-- Description of the task --
Report how many lines in the entries below have the word "recorded" in them, and give no other words.

Saved entries
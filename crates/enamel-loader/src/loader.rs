//! Tiered, dependency-aware module loader

use crate::{
    LoadMetrics, LoaderConfig, LoaderError, LoaderEvent, ModuleDescriptor, ModuleRegistry,
    ModuleSource, PerformanceReport, Result, SessionPhase,
};
use dashmap::DashMap;
use futures::future::join_all;
use std::collections::HashMap;
use std::future::Future;
use std::sync::{Arc, Mutex, MutexGuard};
use tokio::sync::{broadcast, watch, OnceCell};
use tokio::time::Instant;
use tracing::{debug, error, info, warn};

/// Lifecycle position of a single module
#[derive(Debug, Clone, PartialEq, Eq)]
pub enum ModuleState {
    /// Not requested yet
    NotStarted,
    /// Requested; waiting on dependencies, its delay, or the source
    InFlight,
    /// Applied to the page (final for the session)
    Loaded,
    /// Failed (final for the session)
    Failed(LoaderError),
}

/// Terminal module outcomes, published to waiters
#[derive(Debug, Default)]
struct Outcomes {
    /// Loaded ids in completion order; only ever grows
    loaded: Vec<String>,
    failed: HashMap<String, LoaderError>,
}

impl Outcomes {
    fn is_loaded(&self, id: &str) -> bool {
        self.loaded.iter().any(|m| m == id)
    }

    fn is_failed(&self, id: &str) -> bool {
        self.failed.contains_key(id)
    }
}

type Flight = Arc<OnceCell<Result<()>>>;

/// Loads a registry's modules once per session
///
/// The critical module is loaded by [`initialize`](Self::initialize). The
/// remaining modules are processed tier by tier in ascending priority by
/// [`load_all`](Self::load_all): all modules of a tier are requested
/// together and the next tier starts once each of them has loaded or failed.
/// Within a tier, a module waits until its dependencies are loaded, bounded
/// by [`LoaderConfig::dependency_timeout`].
///
/// Concurrent requests for the same module share one underlying load.
pub struct ResourceLoader {
    registry: ModuleRegistry,
    source: Arc<dyn ModuleSource>,
    config: LoaderConfig,
    started: Instant,
    outcomes: watch::Sender<Outcomes>,
    flights: DashMap<String, Flight>,
    metrics: Mutex<LoadMetrics>,
    events: broadcast::Sender<LoaderEvent>,
    phase: watch::Sender<SessionPhase>,
}

impl ResourceLoader {
    /// Start a session over `registry`
    pub fn new(
        registry: ModuleRegistry,
        source: Arc<dyn ModuleSource>,
        config: LoaderConfig,
    ) -> Self {
        let (events, _) = broadcast::channel(config.event_capacity.max(1));
        let (outcomes, _) = watch::channel(Outcomes::default());
        let (phase, _) = watch::channel(SessionPhase::Idle);

        Self {
            registry,
            source,
            config,
            started: Instant::now(),
            outcomes,
            flights: DashMap::new(),
            metrics: Mutex::new(LoadMetrics::default()),
            events,
            phase,
        }
    }

    /// Run a whole session: critical module, then `dom_ready`, then every tier
    ///
    /// A failed critical load is logged and does not stop the tiers.
    pub async fn run<R>(&self, dom_ready: R) -> PerformanceReport
    where
        R: Future<Output = ()>,
    {
        if let Err(e) = self.initialize().await {
            warn!("Continuing without critical module: {}", e);
        }
        dom_ready.await;
        self.load_all().await
    }

    /// Load the critical module
    ///
    /// Idempotent: once the critical module is loaded, or its marker is
    /// found in the page, further calls are no-ops.
    pub async fn initialize(&self) -> Result<()> {
        let critical = self.registry.critical();
        if self.is_loaded(&critical.id) {
            debug!("Critical module {} already loaded", critical.id);
            return Ok(());
        }

        info!("Initializing module loader ({} modules)", self.registry.len());
        self.phase.send_if_modified(|phase| {
            if *phase == SessionPhase::Idle {
                *phase = SessionPhase::Critical;
                true
            } else {
                false
            }
        });

        self.load_module(&critical.id).await.inspect_err(|e| {
            error!("Failed to load critical module {}: {}", critical.id, e);
        })
    }

    /// Load every non-critical tier and produce the performance report
    pub async fn load_all(&self) -> PerformanceReport {
        let critical = self.registry.critical();
        if !self.is_loaded(&critical.id) {
            warn!(
                "Critical module {} not loaded, loading remaining tiers anyway",
                critical.id
            );
        }

        self.phase.send_replace(SessionPhase::Loading);
        info!("Loading non-critical modules");

        for (priority, modules) in self.registry.tiers() {
            let ids: Vec<&str> = modules.iter().map(|m| m.id.as_str()).collect();
            info!("Loading priority {} modules: {:?}", priority, ids);

            let results = join_all(ids.iter().map(|id| self.load_module(id))).await;
            let failed = results.iter().filter(|r| r.is_err()).count();
            if failed > 0 {
                warn!("Priority {}: {} of {} modules failed", priority, failed, ids.len());
            }
        }

        let total = self.started.elapsed();
        let metrics = {
            let mut metrics = self.lock_metrics();
            metrics.record_total(total);
            metrics.clone()
        };
        info!("All modules processed ({:.2}ms total)", total.as_secs_f64() * 1000.0);

        let report = metrics.report(&self.config.thresholds);
        self.emit(LoaderEvent::AllLoaded {
            total_time: total,
            metrics,
        });
        self.phase.send_replace(SessionPhase::Complete);

        report.log();
        report
    }

    /// Load one module, coalescing with any load already in flight
    ///
    /// Resolves immediately for loaded modules. A failure is final for the
    /// session and is returned to every caller.
    pub async fn load_module(&self, module_id: &str) -> Result<()> {
        let module = self
            .registry
            .get(module_id)
            .ok_or_else(|| LoaderError::UnknownModule(module_id.to_string()))?;

        if self.is_loaded(module_id) {
            return Ok(());
        }

        let flight = self
            .flights
            .entry(module_id.to_string())
            .or_insert_with(|| Arc::new(OnceCell::new()))
            .clone();

        let outcome = flight.get_or_init(|| self.execute(module)).await.clone();
        outcome
    }

    async fn execute(&self, module: &ModuleDescriptor) -> Result<()> {
        let result = self.try_execute(module).await;

        if let Err(ref e) = result {
            error!("Failed to load module {}: {}", module.id, e);
            self.outcomes.send_modify(|o| {
                o.failed.insert(module.id.clone(), e.clone());
            });
            self.emit(LoaderEvent::ModuleFailed {
                module_id: module.id.clone(),
                error: e.clone(),
            });
        }

        result
    }

    async fn try_execute(&self, module: &ModuleDescriptor) -> Result<()> {
        self.wait_for_dependencies(module).await?;

        let start = Instant::now();
        if !module.delay().is_zero() {
            tokio::time::sleep(module.delay()).await;
        }

        // The page may already carry the module (server-inlined, or applied
        // during the delay).
        if self.source.is_installed(module) {
            info!("{}: already present", module.id);
            self.mark_loaded(&module.id);
            return Ok(());
        }

        let applied = self.source.load(module).await?;
        let load_time = start.elapsed();

        if module.critical {
            self.lock_metrics().record_critical(&module.id, load_time);
        } else {
            self.lock_metrics().record_module(&module.id, load_time);
        }
        self.mark_loaded(&module.id);

        info!(
            "{}: loaded ({:.2}ms, {} bytes)",
            module.id,
            load_time.as_secs_f64() * 1000.0,
            applied.bytes
        );

        let event = if module.critical {
            LoaderEvent::CriticalLoaded {
                module_id: module.id.clone(),
                load_time,
            }
        } else {
            LoaderEvent::ModuleLoaded {
                module_id: module.id.clone(),
                load_time,
                size: applied.bytes,
                size_hint: module.size_hint.clone(),
            }
        };
        self.emit(event);

        Ok(())
    }

    async fn wait_for_dependencies(&self, module: &ModuleDescriptor) -> Result<()> {
        let unmet = self.unmet_dependencies(module);
        if unmet.is_empty() {
            return Ok(());
        }

        debug!("{}: waiting for dependencies: {}", module.id, unmet.join(", "));

        let started = Instant::now();
        let mut rx = self.outcomes.subscribe();
        // A failed dependency can never load, so stop waiting on it.
        let _ = tokio::time::timeout(
            self.config.dependency_timeout,
            rx.wait_for(|o| {
                module.dependencies.iter().all(|d| o.is_loaded(d))
                    || module.dependencies.iter().any(|d| o.is_failed(d))
            }),
        )
        .await;

        if self.unmet_dependencies(module).is_empty() {
            return Ok(());
        }

        Err(LoaderError::DependencyUnsatisfied {
            module_id: module.id.clone(),
            missing: self.unmet_dependencies(module),
            waited_ms: started.elapsed().as_millis() as u64,
        })
    }

    fn unmet_dependencies(&self, module: &ModuleDescriptor) -> Vec<String> {
        let outcomes = self.outcomes.borrow();
        module
            .dependencies
            .iter()
            .filter(|d| !outcomes.is_loaded(d))
            .cloned()
            .collect()
    }

    fn mark_loaded(&self, module_id: &str) {
        self.outcomes.send_if_modified(|o| {
            if o.is_loaded(module_id) {
                false
            } else {
                o.loaded.push(module_id.to_string());
                true
            }
        });
    }

    fn emit(&self, event: LoaderEvent) {
        // No subscribers is fine.
        let _ = self.events.send(event);
    }

    fn lock_metrics(&self) -> MutexGuard<'_, LoadMetrics> {
        self.metrics.lock().unwrap_or_else(|e| e.into_inner())
    }

    /// Whether a module has been loaded in this session
    pub fn is_loaded(&self, module_id: &str) -> bool {
        self.outcomes.borrow().is_loaded(module_id)
    }

    /// Current state of a module
    pub fn module_state(&self, module_id: &str) -> ModuleState {
        {
            let outcomes = self.outcomes.borrow();
            if outcomes.is_loaded(module_id) {
                return ModuleState::Loaded;
            }
            if let Some(e) = outcomes.failed.get(module_id) {
                return ModuleState::Failed(e.clone());
            }
        }
        if self.flights.contains_key(module_id) {
            ModuleState::InFlight
        } else {
            ModuleState::NotStarted
        }
    }

    /// Wait until a module is loaded
    ///
    /// Resolves with the module's error if it fails instead.
    pub async fn wait_for_module(&self, module_id: &str) -> Result<()> {
        if !self.registry.contains(module_id) {
            return Err(LoaderError::UnknownModule(module_id.to_string()));
        }

        let mut rx = self.outcomes.subscribe();
        let outcome = match rx
            .wait_for(|o| o.is_loaded(module_id) || o.failed.contains_key(module_id))
            .await
        {
            Ok(o) => o.failed.get(module_id).cloned(),
            // Sender lives as long as `self`
            Err(_) => None,
        };

        match outcome {
            Some(e) => Err(e),
            None => Ok(()),
        }
    }

    /// Wait until every tier has been processed
    pub async fn wait_for_all(&self) {
        let mut rx = self.phase.subscribe();
        let _ = rx.wait_for(|p| *p == SessionPhase::Complete).await;
    }

    /// Snapshot of the recorded timings
    pub fn metrics(&self) -> LoadMetrics {
        self.lock_metrics().clone()
    }

    /// Loaded module ids, in completion order
    pub fn loaded_modules(&self) -> Vec<String> {
        self.outcomes.borrow().loaded.clone()
    }

    /// Subscribe to loader notifications
    pub fn subscribe(&self) -> broadcast::Receiver<LoaderEvent> {
        self.events.subscribe()
    }

    /// Current session phase
    pub fn phase(&self) -> SessionPhase {
        *self.phase.borrow()
    }

    /// The registry being loaded
    pub fn registry(&self) -> &ModuleRegistry {
        &self.registry
    }

    /// Performance report over the timings recorded so far
    pub fn report(&self) -> PerformanceReport {
        self.metrics().report(&self.config.thresholds)
    }
}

-- Answer below --
2